Lennart Poettering 是 systemd 的作者, 上述回复的大概意思是: "systemctl enable" 命令只是用来在 /etc 或者 /run 目录下创建/删除 unit 文件的软连接, 仅此而已. 出于管理及安全方面的考虑, 被链接的 unit 文件必须是真实文件, 而不能是软连接. 此外, 为了使 systemctl enable 更加灵活, 应该支持绝对路径作为 "systemctl enable" 参数, 从而支持默认搜索路径之外的 unit 文件.

然并卵, 虽然是关于软连接的, 但这和我遇到的问题其实没什么关系. 就在我要放弃的时候, 我注意到 ceph-osd@.service 中的两个配置:

ProtectHome=true
ProtectSystem=full

凭借我有限的英文知识, 我的直觉告诉我, 马上就要破案了. 我立刻查了官方文档, 文档如下:

ProtectHome=
   Takes a boolean argument or "read-only". If true, the directories
   /home, /root and /run/user are made inaccessible and empty for
   processes invoked by this unit. If set to "read-only", the three
   directories are made read-only instead. It is recommended to
   enable this setting for all long-running services (in particular
   network-facing ones), to ensure they cannot get access to private
   user data, unless the services actually require access to the
   user's private data. Note however that processes retaining the
   CAP_SYS_ADMIN capability can undo the effect of this setting.
   This setting is hence particularly useful for daemons which have
   this capability removed, for example with CapabilityBoundingSet=.
   Defaults to off.

ProtectHome 可以设置为 true/false/read-only. 设置为 true 的时候, /home, /root, /run/user 对应用不可见. 设置为 read-only, 上述三个目录对应用只读. 设置为 false, 则应用可以正常访问这三个目录. 默认值是 false. 为了保证应用不能访问用户私有数据, 建议所有长时间运行的服务开启该选项.

ProtectSystem=
   Takes a boolean argument or "full". If true, mounts the /usr and
   /boot directories read-only for processes invoked by this unit.
   If set to "full", the /etc directory is mounted read-only, too.
   This setting ensures that any modification of the vendor-supplied
   operating system (and optionally its configuration) is prohibited
   for the service.

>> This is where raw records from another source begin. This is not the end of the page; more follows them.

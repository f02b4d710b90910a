extern crate alloc;
use alloc::vec;
use alloc::vec::Vec;

/// One filled grid cell: a palette index plus a stack height.
///
/// Height is always >= 1 for a stored cell; rasterizers normalize a derived
/// height of zero to "no cell". Non-relief paths fill cells at height 1.
#[derive(Debug, Clone, Copy, PartialEq, Eq)]
pub struct Cell {
    pub color: u8,
    pub height: u16,
}

/// A dense row-major grid of optional cells, created fresh per render pass.
#[derive(Debug, Clone)]
pub struct Grid {
    width: usize,
    height: usize,
    cells: Vec<Option<Cell>>,
}

impl Grid {
    pub(crate) fn new(width: usize, height: usize) -> Self {
        Self {
            width,
            height,
            cells: vec![None; width * height],
        }
    }

    pub fn width(&self) -> usize {
        self.width
    }

    pub fn height(&self) -> usize {
        self.height
    }

    pub fn get(&self, x: usize, y: usize) -> Option<Cell> {
        if x < self.width && y < self.height {
            self.cells[y * self.width + x]
        } else {
            None
        }
    }

    pub(crate) fn set(&mut self, x: usize, y: usize, cell: Option<Cell>) {
        debug_assert!(x < self.width && y < self.height);
        self.cells[y * self.width + x] = cell;
    }

    pub fn is_filled(&self, x: usize, y: usize) -> bool {
        self.get(x, y).is_some()
    }

    pub fn filled_count(&self) -> usize {
        self.cells.iter().filter(|c| c.is_some()).count()
    }
}
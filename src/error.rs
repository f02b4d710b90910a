use thiserror::Error;

#[derive(Debug, Error, PartialEq, Eq)]
pub enum StudioError {
    #[error("palette must contain at least one color")]
    EmptyPalette,

    #[error("palette has {0} entries, the maximum is 256")]
    PaletteTooLarge(usize),

    #[error("source or target dimensions cannot be zero")]
    ZeroDimension,

    #[error("pixel buffer length {len} does not match dimensions {width}x{height}")]
    DimensionMismatch {
        len: usize,
        width: usize,
        height: usize,
    },

    #[error("allowed brick widths cannot be empty")]
    EmptyWidths,

    #[error("allowed brick width must be positive, got {0}")]
    InvalidWidth(u32),

    #[error("glyph rows mismatch: expected {expected}, found {found}")]
    MixedGlyphHeight { expected: usize, found: usize },
}
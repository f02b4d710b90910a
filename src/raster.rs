//! Image rasterization: downsample a decoded pixel buffer to the target
//! grid resolution and quantize each cell against the active palette.

extern crate alloc;
use alloc::vec::Vec;

use rgb::{RGB8, RGBA};

use crate::error::StudioError;
use crate::grid::{Cell, Grid};
use crate::palette::Palette;
use crate::StudioConfig;

/// One downsampled cell sample: box-averaged color plus mean alpha.
#[derive(Debug, Clone, Copy)]
pub(crate) struct CellSample {
    pub(crate) rgb: RGB8,
    pub(crate) alpha: u8,
}

/// Box-averaged samples for the whole target grid, row-major, together with
/// the derived target dimensions.
pub(crate) struct SampleGrid {
    pub(crate) samples: Vec<CellSample>,
    pub(crate) width: usize,
    pub(crate) height: usize,
}

pub(crate) fn validate_source(
    pixel_count: usize,
    width: usize,
    height: usize,
    target_width: u32,
) -> Result<(), StudioError> {
    if width == 0 || height == 0 || target_width == 0 {
        return Err(StudioError::ZeroDimension);
    }
    if pixel_count != width * height {
        return Err(StudioError::DimensionMismatch {
            len: pixel_count,
            width,
            height,
        });
    }
    Ok(())
}

/// Downsample the source to `target_width` columns, preserving aspect ratio.
///
/// Target height is `round(target_width * height / width)`, clamped to at
/// least one row. Each target cell box-averages the RGB and alpha of its
/// source rectangle.
pub(crate) fn sample(
    pixels: &[RGBA<u8>],
    width: usize,
    height: usize,
    config: &StudioConfig,
) -> Result<SampleGrid, StudioError> {
    validate_source(pixels.len(), width, height, config.target_width)?;

    let pixelated;
    let pixels = match config.pixelate {
        Some(factor) if factor > 1 => {
            pixelated = pixelate(pixels, width, height, factor as usize);
            &pixelated[..]
        }
        _ => pixels,
    };

    let target_w = config.target_width as usize;
    let target_h = ((config.target_width as f32 * height as f32 / width as f32).round() as usize)
        .max(1);

    let mut samples = Vec::with_capacity(target_w * target_h);
    for ty in 0..target_h {
        let sy0 = ty * height / target_h;
        let sy1 = (((ty + 1) * height).div_ceil(target_h)).min(height).max(sy0 + 1);
        for tx in 0..target_w {
            let sx0 = tx * width / target_w;
            let sx1 = (((tx + 1) * width).div_ceil(target_w)).min(width).max(sx0 + 1);

            let mut r = 0u32;
            let mut g = 0u32;
            let mut b = 0u32;
            let mut a = 0u32;
            for sy in sy0..sy1 {
                for sx in sx0..sx1 {
                    let p = pixels[sy * width + sx];
                    r += p.r as u32;
                    g += p.g as u32;
                    b += p.b as u32;
                    a += p.a as u32;
                }
            }
            let n = ((sy1 - sy0) * (sx1 - sx0)) as u32;
            samples.push(CellSample {
                rgb: RGB8 {
                    r: (r / n) as u8,
                    g: (g / n) as u8,
                    b: (b / n) as u8,
                },
                alpha: (a / n) as u8,
            });
        }
    }

    Ok(SampleGrid {
        samples,
        width: target_w,
        height: target_h,
    })
}

/// Two-step nearest-neighbor resample: shrink by `factor`, then re-expand to
/// the original size. A resolution transform that coarsens the effective
/// sampling grid before the main downsample; not part of quantization.
pub(crate) fn pixelate(
    pixels: &[RGBA<u8>],
    width: usize,
    height: usize,
    factor: usize,
) -> Vec<RGBA<u8>> {
    let small_w = (width / factor).max(1);
    let small_h = (height / factor).max(1);

    let mut small = Vec::with_capacity(small_w * small_h);
    for y in 0..small_h {
        let sy = y * height / small_h;
        for x in 0..small_w {
            let sx = x * width / small_w;
            small.push(pixels[sy * width + sx]);
        }
    }

    let mut out = Vec::with_capacity(width * height);
    for y in 0..height {
        let sy = y * small_h / height;
        for x in 0..width {
            let sx = x * small_w / width;
            out.push(small[sy * small_w + sx]);
        }
    }
    out
}

/// Rasterize a decoded image into a quantized grid.
///
/// Cells whose mean alpha falls below the configured threshold become empty;
/// everything else is quantized to the nearest palette entry at height 1.
pub fn rasterize(
    pixels: &[RGBA<u8>],
    width: usize,
    height: usize,
    palette: &Palette,
    config: &StudioConfig,
) -> Result<Grid, StudioError> {
    let sampled = sample(pixels, width, height, config)?;

    let mut grid = Grid::new(sampled.width, sampled.height);
    for y in 0..sampled.height {
        for x in 0..sampled.width {
            let s = sampled.samples[y * sampled.width + x];
            if s.alpha < config.alpha_threshold {
                continue;
            }
            grid.set(
                x,
                y,
                Some(Cell {
                    color: palette.nearest(s.rgb),
                    height: 1,
                }),
            );
        }
    }
    Ok(grid)
}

It is recommended to enable this setting for all
   long-running services, unless they are involved with system
   updates or need to modify the operating system in other ways.
   Note however that processes retaining the CAP_SYS_ADMIN
   capability can undo the effect of this setting. This setting is
   hence particularly useful for daemons which have this capability
   removed, for example with CapabilityBoundingSet=. Defaults to
   off.

ProtectSystem 可以设置为 true/false/full. 设置为 true, /usr, /boot 被设置为只读. 设置为 full, /usr, /boot, /etc 被设置为只读. 设置为 false, 则应用可以正常访问上述目录. 这个选项可以保护系统目录不会被应用修改, 建议所有长时间运行的服务开启该选项.

到此, 可以结案了. 由于 ceph-osd@.service 中开启了 ProtectHome 选项, ceph 无法访问 /home/ceph/osd0 目录, /var/lib/ceph/osd/ceph-0 软链失效, 致使 ceph 无法启动.

解决办法有两个:

1. 关闭 ProtectHome 选项
2. 将 /home/ceph/osd0 移出 /home

为了遵循官方的建议, 这里我选择第二种办法.

教训:

1. 英文好才是真的好!! 如果早一点注意到 ProtectHome 这个选项.....
2. 英文好才是真的好!! 如果早一点注意到 ProtectHome 这个选项.....
3. 英文好才是真的好!! 如果早一点注意到 ProtectHome 这个选项.....
4. google 搜索的时候, 如果翻了两页都找不到有用的信息. 肯定是方向错了.